Comparing Returns on Prosper Before and After the Auction Model Ended

Back in 2010 the management of Prosper took a gamble. They decided to do away with the auction model that had been the basis of their investing platform since launched in 2006. The change was made 18 months ago on December 19, 2010 so I thought now would be a good time to check in and see what impact this change has had on investors.

The Old Auction Model at Prosper

For all you newer investors let me explain how the auction model worked. A borrower would apply for a loan on Prosper and state a maximum interest rate that they would be willing to pay for that loan. Prosper assigned a rating to the loan and then investors would “bid” on the loan.

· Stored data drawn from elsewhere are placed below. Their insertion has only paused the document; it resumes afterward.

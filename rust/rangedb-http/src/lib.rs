//! HTTP range transport: the multipart/byteranges decoder and a [`RangeResolver`]
//! implementation over an abstract HTTP client.
//!
//! [`RangeResolver`]: rangedb_io::RangeResolver

pub mod client;
pub mod content_range;
pub mod multipart;
pub mod resolver;
pub mod ring_buffer;

pub use client::{HttpClient, HttpResponse};
pub use content_range::ContentRange;
pub use multipart::{MultipartChunk, MultipartDecoder, parse_boundary};
pub use resolver::{HttpRangeResolver, HttpResolverOptions};
pub use ring_buffer::RingBuffer;

/// Capacity of the scratch buffer used to decode multipart bodies.
pub const MULTIPART_BUFFER_SIZE: usize = 4096;
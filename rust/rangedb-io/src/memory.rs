use std::{
    ops::Range,
    sync::{Arc, RwLock},
};

use async_trait::async_trait;
use rangedb_common::Result;

use crate::{
    Bytes, RangeRequest, RangeResolver, RangeResponse, ReadAt, ReadAtResolver, check_read_range,
};

impl<T> ReadAt for T
where
    T: details::SliceBytes + Send + Sync + 'static,
{
    fn size(&self) -> std::io::Result<u64> {
        Ok(self.len() as u64)
    }

    fn read_at(&self, range: Range<u64>) -> std::io::Result<Bytes> {
        check_read_range(&range)?;
        let pos = range.start as usize;
        let len = (range.end - range.start) as usize;
        let content_len = self.len();
        if pos > content_len {
            return Ok(Bytes::new());
        }
        let len = std::cmp::min(len, content_len - pos);
        Ok(self.slice(pos..pos + len))
    }
}

/// An in-memory, append-only source.
///
/// Stands in for a remote file that keeps growing while readers hold on to it; the
/// observed [`size`](ReadAt::size) changes after every [`append`](Self::append).
#[derive(Default)]
pub struct GrowableBuffer {
    data: RwLock<Bytes>,
}

impl GrowableBuffer {
    pub fn new(initial: impl Into<Bytes>) -> GrowableBuffer {
        GrowableBuffer {
            data: RwLock::new(initial.into()),
        }
    }

    /// Appends `buf` to the end of the buffer.
    pub fn append(&self, buf: &[u8]) {
        let mut data = self.data.write().unwrap_or_else(|e| e.into_inner());
        let mut next = Vec::with_capacity(data.len() + buf.len());
        next.extend_from_slice(data.as_ref());
        next.extend_from_slice(buf);
        *data = Bytes::from(next);
    }

    /// Replaces the whole content, e.g. when an index file is rewritten in place.
    pub fn replace(&self, content: impl Into<Bytes>) {
        *self.data.write().unwrap_or_else(|e| e.into_inner()) = content.into();
    }

    fn snapshot(&self) -> Bytes {
        self.data.read().unwrap_or_else(|e| e.into_inner()).clone()
    }
}

impl ReadAt for GrowableBuffer {
    fn size(&self) -> std::io::Result<u64> {
        Ok(self.snapshot().len() as u64)
    }

    fn read_at(&self, range: Range<u64>) -> std::io::Result<Bytes> {
        self.snapshot().read_at(range)
    }
}

/// A range resolver over an in-memory, append-only blob.
pub struct MemoryResolver {
    resolver: ReadAtResolver<Arc<GrowableBuffer>>,
}

impl MemoryResolver {
    pub fn new(content: impl Into<Bytes>) -> MemoryResolver {
        MemoryResolver::with_name(content, "memory")
    }

    pub fn with_name(content: impl Into<Bytes>, name: impl Into<String>) -> MemoryResolver {
        MemoryResolver {
            resolver: ReadAtResolver::with_name(Arc::new(GrowableBuffer::new(content)), name),
        }
    }

    pub fn append(&self, buf: &[u8]) {
        self.resolver.reader().append(buf);
    }

    pub fn replace(&self, content: impl Into<Bytes>) {
        self.resolver.reader().replace(content);
    }
}

#[async_trait]
impl RangeResolver for MemoryResolver {
    async fn resolve(&self, ranges: &[RangeRequest]) -> Result<Vec<RangeResponse>> {
        self.resolver.resolve(ranges).await
    }
}

mod details {
    use std::ops::Range;

    use crate::Bytes;

    pub trait SliceBytes {
        fn len(&self) -> usize;
        fn slice(&self, range: Range<usize>) -> Bytes;
    }

    impl SliceBytes for Bytes {
        fn len(&self) -> usize {
            Bytes::len(self)
        }

        fn slice(&self, range: Range<usize>) -> Bytes {
            Bytes::slice(self, range)
        }
    }

    impl SliceBytes for Vec<u8> {
        fn len(&self) -> usize {
            Vec::len(self)
        }

        fn slice(&self, range: Range<usize>) -> Bytes {
            Bytes::copy_from_slice(&self[range])
        }
    }

    impl SliceBytes for &'static [u8] {
        fn len(&self) -> usize {
            <[u8]>::len(self)
        }

        fn slice(&self, range: Range<usize>) -> Bytes {
            Bytes::copy_from_slice(&self[range])
        }
    }
}

#[cfg(test)]
mod tests {
    use crate::{Bytes, GrowableBuffer, MemoryResolver, RangeRequest, RangeResolver, ReadAt};

    #[test]
    fn test_memory_read_at() {
        let data = Bytes::from(b"0123456789".to_vec());
        assert_eq!(data.read_at(2..5).expect("read_at").as_ref(), b"234");
        assert_eq!(data.read_at(8..20).expect("read_at").as_ref(), b"89");
        assert!(data.read_at(20..30).expect("read_at").is_empty());
        let err = data.read_at(5..2).expect_err("reversed range");
        assert_eq!(err.kind(), std::io::ErrorKind::InvalidInput);
        assert!(err.to_string().contains("5..2"), "{err}");
    }

    #[test]
    fn test_growable_buffer() {
        let buffer = GrowableBuffer::new(b"abc".as_slice());
        assert_eq!(buffer.size().expect("size"), 3);
        buffer.append(b"def");
        assert_eq!(buffer.size().expect("size"), 6);
        assert_eq!(buffer.read_at(2..4).expect("read_at").as_ref(), b"cd");
        buffer.replace(b"xy".as_slice());
        assert_eq!(buffer.read_at(0..10).expect("read_at").as_ref(), b"xy");
    }

    #[tokio::test]
    async fn test_memory_resolver_append() {
        let resolver = MemoryResolver::new(b"{\"a\":1}\n".as_slice());
        let first = resolver
            .resolve(&[RangeRequest::new(0, 100)])
            .await
            .expect("resolve");
        assert_eq!(first[0].total_length, 8);
        resolver.append(b"{\"a\":2}\n");
        let second = resolver
            .resolve(&[RangeRequest::new(8, 15)])
            .await
            .expect("resolve");
        assert_eq!(second[0].data.as_ref(), b"{\"a\":2}\n");
        assert_eq!(second[0].total_length, 16);
    }
}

Let’s take an example to demonstrate how this worked. Betty wants to borrow $5,000 and is willing to pay up to 15% interest for than loan. Prosper gives Betty a B rating and investors start bidding. Many investors bid on the 15% rate, and soon she has enough bids to meet her request of $5,000.  Still some investors are interested in lending to Betty, and they are willing to go down to 14% or 13%.  The greater the investor demand, the lower Betty’s rate goes.  Betty’s loan is ultimately priced based on the pool of bids at the lowest rates totaling $5,000.  For example, if Betty had $5,000 in bids at a mix of 14% and 13%, the whole loan would be funded at 14%.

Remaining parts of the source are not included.